An illustrative table
Image Source: Camarada de Cuba via X
Fidel Castro, the leader of the Cuban Revolution and Cuba’s political chief from 1959 to 2008, organized a mass re-education program in conjunction with INDER to increase the number of physical education teachers in Cuba. In 1964, INDER organized a summer school where more than 26,000 elementary school teachers were taught basic physical education. The aim of the program was to provide every Cuban elementary school with a qualified P.E. teacher.
Programs like these made physical culture an integral part of Cuban society and helped to broaden the popular appeal of Cuban sport and widen the pool of talent that Ríos identifies as a key factor in Cuba’s international success in sports competitions.
The triumph of Cuban sport, Ríos emphasizes, therefore must be seen as a triumph of the revolution: “it was Fidel who … dedicated his life to … [universalizing] the practice … of sport, making it a right of the people. He was the one who managed to show what a … humble people is capable of when time … and resources are placed at their disposition.”

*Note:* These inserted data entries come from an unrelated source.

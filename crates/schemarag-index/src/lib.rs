//! Token-aware chunking and the embed-and-persist indexing pipeline.

pub mod chunking;
pub mod embedder;
pub mod pipeline;
pub mod qdrant;

pub use chunking::{estimate_tokens, DocumentChunk, TokenChunker};
pub use embedder::{normalize_vector, Embedder, OllamaEmbedder};
pub use pipeline::{IndexReport, SchemaIndexer};
pub use qdrant::{IndexPoint, PointPayload, QdrantStore, VectorStore};
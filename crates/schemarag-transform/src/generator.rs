//! Semantic document generation from finished table definitions.
//!
//! Each table yields an overview, a constraints document, one document per
//! trigger (or a "no triggers" placeholder) and a relationships document.
//! Generation is a pure function of the table definition: same input, byte
//! identical text. It must only run after the attachment pass completed;
//! anything attached later would be silently lost.

use schemarag_core::{DocumentType, KnowledgeDocument};
use schemarag_parse::{impacted_tables, TableDefinition};

use crate::purpose::infer_purpose;

/// How many columns the overview document lists.
const OVERVIEW_COLUMN_LIMIT: usize = 8;
/// Trigger body summaries are cut at this many characters.
const TRIGGER_SUMMARY_LIMIT: usize = 520;

/// Generate documents for every table, preserving table order.
pub fn transform_tables(tables: &[TableDefinition]) -> Vec<KnowledgeDocument> {
    tables.iter().flat_map(documents_for_table).collect()
}

/// Generate the document set for one finished table.
pub fn documents_for_table(table: &TableDefinition) -> Vec<KnowledgeDocument> {
    let related = related_tables(table);
    let mut documents = vec![
        overview_document(table, &related),
        constraints_document(table, &related),
    ];
    documents.extend(trigger_documents(table, &related));
    documents.push(relationships_document(table, &related));
    documents
}

/// Foreign-key targets as `schema.table`, deduplicated, first-seen order.
fn related_tables(table: &TableDefinition) -> Vec<String> {
    let mut related: Vec<String> = Vec::new();
    for fk in &table.foreign_keys {
        let full = format!("{}.{}", fk.references.schema, fk.references.table_name);
        if !related.iter().any(|r| r.eq_ignore_ascii_case(&full)) {
            related.push(full);
        }
    }
    related
}

fn overview_document(table: &TableDefinition, related: &[String]) -> KnowledgeDocument {
    let mut lines = vec![
        format!("Table: {}", table.full_name()),
        format!("Inferred purpose: {}", infer_purpose(&table.table_name)),
        format!(
            "Primary key: {}",
            if table.primary_key.is_empty() {
                "not defined".to_string()
            } else {
                table.primary_key.join(", ")
            }
        ),
        "Main columns:".to_string(),
    ];

    if table.columns.is_empty() {
        lines.push("- none identified".to_string());
    } else {
        for column in table.columns.iter().take(OVERVIEW_COLUMN_LIMIT) {
            match table.comments_on_columns.get(&column.name) {
                Some(comment) => lines.push(format!(
                    "- {} ({}): {}",
                    column.name, column.data_type, comment
                )),
                None => lines.push(format!("- {} ({})", column.name, column.data_type)),
            }
        }
    }

    lines.push("Related tables:".to_string());
    push_list_or_placeholder(&mut lines, related, "- none identified");

    document(table, DocumentType::Overview, related, lines)
}

fn constraints_document(table: &TableDefinition, related: &[String]) -> KnowledgeDocument {
    let mut lines = vec![
        format!("Table: {}", table.full_name()),
        "CHECK constraints and validations:".to_string(),
    ];

    if table.check_constraints.is_empty() {
        lines.push("- no CHECK constraints detected".to_string());
    } else {
        for check in &table.check_constraints {
            lines.push(format!(
                "- {}: {}",
                check.name.as_deref().unwrap_or("CHECK"),
                check.expression
            ));
        }
    }

    document(table, DocumentType::Constraints, related, lines)
}

fn trigger_documents(table: &TableDefinition, related: &[String]) -> Vec<KnowledgeDocument> {
    if table.triggers.is_empty() {
        let lines = vec![
            format!("Table: {}", table.full_name()),
            "Triggers:".to_string(),
            "- no triggers found for this table".to_string(),
        ];
        return vec![document(table, DocumentType::Triggers, related, lines)];
    }

    table
        .triggers
        .iter()
        .map(|trigger| {
            let impacted = impacted_tables(&trigger.body, &table.table_name);
            let mut lines = vec![
                format!("Trigger: {}", trigger.name),
                format!("Target table: {}", table.full_name()),
                format!("Timing: {}", trigger.timing),
                format!("Event: {}", trigger.event),
                "Impacted tables:".to_string(),
            ];
            push_list_or_placeholder(&mut lines, &impacted, "- none identified");
            lines.push("Main rules summarized:".to_string());
            lines.push(summarize_trigger(&trigger.body));

            // Trigger documents relate to both FK targets and impacted tables.
            let mut combined = related.to_vec();
            for name in impacted {
                if !combined.iter().any(|r| r.eq_ignore_ascii_case(&name)) {
                    combined.push(name);
                }
            }
            document(table, DocumentType::Triggers, &combined, lines)
        })
        .collect()
}

fn relationships_document(table: &TableDefinition, related: &[String]) -> KnowledgeDocument {
    let mut lines = vec![
        format!("Table: {}", table.full_name()),
        "Foreign key relationships:".to_string(),
    ];

    if table.foreign_keys.is_empty() {
        lines.push("- no foreign keys detected".to_string());
    } else {
        for fk in &table.foreign_keys {
            lines.push(format!(
                "- ({}) -> {}.{} ({})",
                fk.columns.join(", "),
                fk.references.schema,
                fk.references.table_name,
                fk.references.columns.join(", ")
            ));
        }
    }

    document(table, DocumentType::Relationships, related, lines)
}

/// Collapse trigger-body whitespace and cut to the summary limit.
fn summarize_trigger(body: &str) -> String {
    let compact = body.split_whitespace().collect::<Vec<_>>().join(" ");
    if compact.is_empty() {
        return "- body not available".to_string();
    }
    let summary: String = compact.chars().take(TRIGGER_SUMMARY_LIMIT).collect();
    if compact.chars().count() > TRIGGER_SUMMARY_LIMIT {
        format!("- {summary}...")
    } else {
        format!("- {summary}")
    }
}

fn push_list_or_placeholder(lines: &mut Vec<String>, items: &[String], placeholder: &str) {
    if items.is_empty() {
        lines.push(placeholder.to_string());
    } else {
        for item in items {
            lines.push(format!("- {item}"));
        }
    }
}

fn document(
    table: &TableDefinition,
    document_type: DocumentType,
    related: &[String],
    lines: Vec<String>,
) -> KnowledgeDocument {
    KnowledgeDocument {
        schema: table.schema.clone(),
        table_name: table.table_name.clone(),
        document_type,
        related_tables: related.to_vec(),
        text: lines.join("\n"),
    }
}
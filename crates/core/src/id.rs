//! Strongly-typed identifiers used across the engine.

use core::str::FromStr;
use serde::{Deserialize, Serialize};
use uuid::Uuid;

use crate::error::DomainError;

/// Identifier of a retail store (isolation boundary for every record).
#[derive(Debug, Copy, Clone, PartialEq, Eq, Hash, Serialize, Deserialize)]
#[serde(transparent)]
pub struct StoreId(Uuid);

/// Identifier of a product.
///
/// Ordered so that correlation pairs and evaluation output are deterministic. UUID byte
/// order matches the lexicographic order of the canonical lowercase string.
#[derive(Debug, Copy, Clone, PartialEq, Eq, PartialOrd, Ord, Hash, Serialize, Deserialize)]
#[serde(transparent)]
pub struct ProductId(Uuid);

/// Identifier of a historical sales order.
#[derive(Debug, Copy, Clone, PartialEq, Eq, PartialOrd, Ord, Hash, Serialize, Deserialize)]
#[serde(transparent)]
pub struct OrderId(Uuid);

/// Identifier of a pricing rule.
#[derive(Debug, Copy, Clone, PartialEq, Eq, PartialOrd, Ord, Hash, Serialize, Deserialize)]
#[serde(transparent)]
pub struct RuleId(Uuid);

/// Identifier of a price synchronization queue item.
#[derive(Debug, Copy, Clone, PartialEq, Eq, PartialOrd, Ord, Hash, Serialize, Deserialize)]
#[serde(transparent)]
pub struct SyncItemId(Uuid);

/// Identifier of a persisted waste prediction.
#[derive(Debug, Copy, Clone, PartialEq, Eq, Hash, Serialize, Deserialize)]
#[serde(transparent)]
pub struct PredictionId(Uuid);

macro_rules! impl_uuid_newtype {
    ($t:ty, $name:literal) => {
        impl $t {
            /// Create a new identifier.
            ///
            /// Uses UUIDv7 (time-ordered). Prefer passing IDs explicitly in tests
            /// for determinism.
            pub fn new() -> Self {
                Self(Uuid::now_v7())
            }

            pub fn from_uuid(uuid: Uuid) -> Self {
                Self(uuid)
            }

            pub fn as_uuid(&self) -> &Uuid {
                &self.0
            }
        }

        impl Default for $t {
            fn default() -> Self {
                Self::new()
            }
        }

        impl core::fmt::Display for $t {
            fn fmt(&self, f: &mut core::fmt::Formatter<'_>) -> core::fmt::Result {
                core::fmt::Display::fmt(&self.0, f)
            }
        }

        impl From<Uuid> for $t {
            fn from(value: Uuid) -> Self {
                Self(value)
            }
        }

        impl From<$t> for Uuid {
            fn from(value: $t) -> Self {
                value.0
            }
        }

        impl FromStr for $t {
            type Err = DomainError;

            fn from_str(s: &str) -> Result<Self, Self::Err> {
                let uuid = Uuid::from_str(s)
                    .map_err(|e| DomainError::MalformedId {
                    kind: $name,
                    reason: e.to_string(),
                })?;
                Ok(Self(uuid))
            }
        }
    };
}

impl_uuid_newtype!(StoreId, "StoreId");
impl_uuid_newtype!(ProductId, "ProductId");
impl_uuid_newtype!(OrderId, "OrderId");
impl_uuid_newtype!(RuleId, "RuleId");
impl_uuid_newtype!(SyncItemId, "SyncItemId");
impl_uuid_newtype!(PredictionId, "PredictionId");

The political instrumentalization of socialist sport
The sporting success of modern Cuba appears to follow a wider sociopolitical pattern of the incentivization of elite sport by state socialism. In modern history, only socialist nations seem to have been capable of challenging American sporting dominance. Since 1948, the only nations to have unseated the USA at the top of the Summer Olympic medal tables have had some form of socialist government.
The Soviet Union topped the table on six occasions after the 1948 postwar Olympics and also took home the most medals after the collapse of the USSR in 1991, when athletes from the former Soviet Republics competed as the Unified Team at the 1992 Barcelona Olympics. China, governed by the Chinese Communist Party (CCP), also topped the medal table in 2008 when the Olympics were hosted in Beijing.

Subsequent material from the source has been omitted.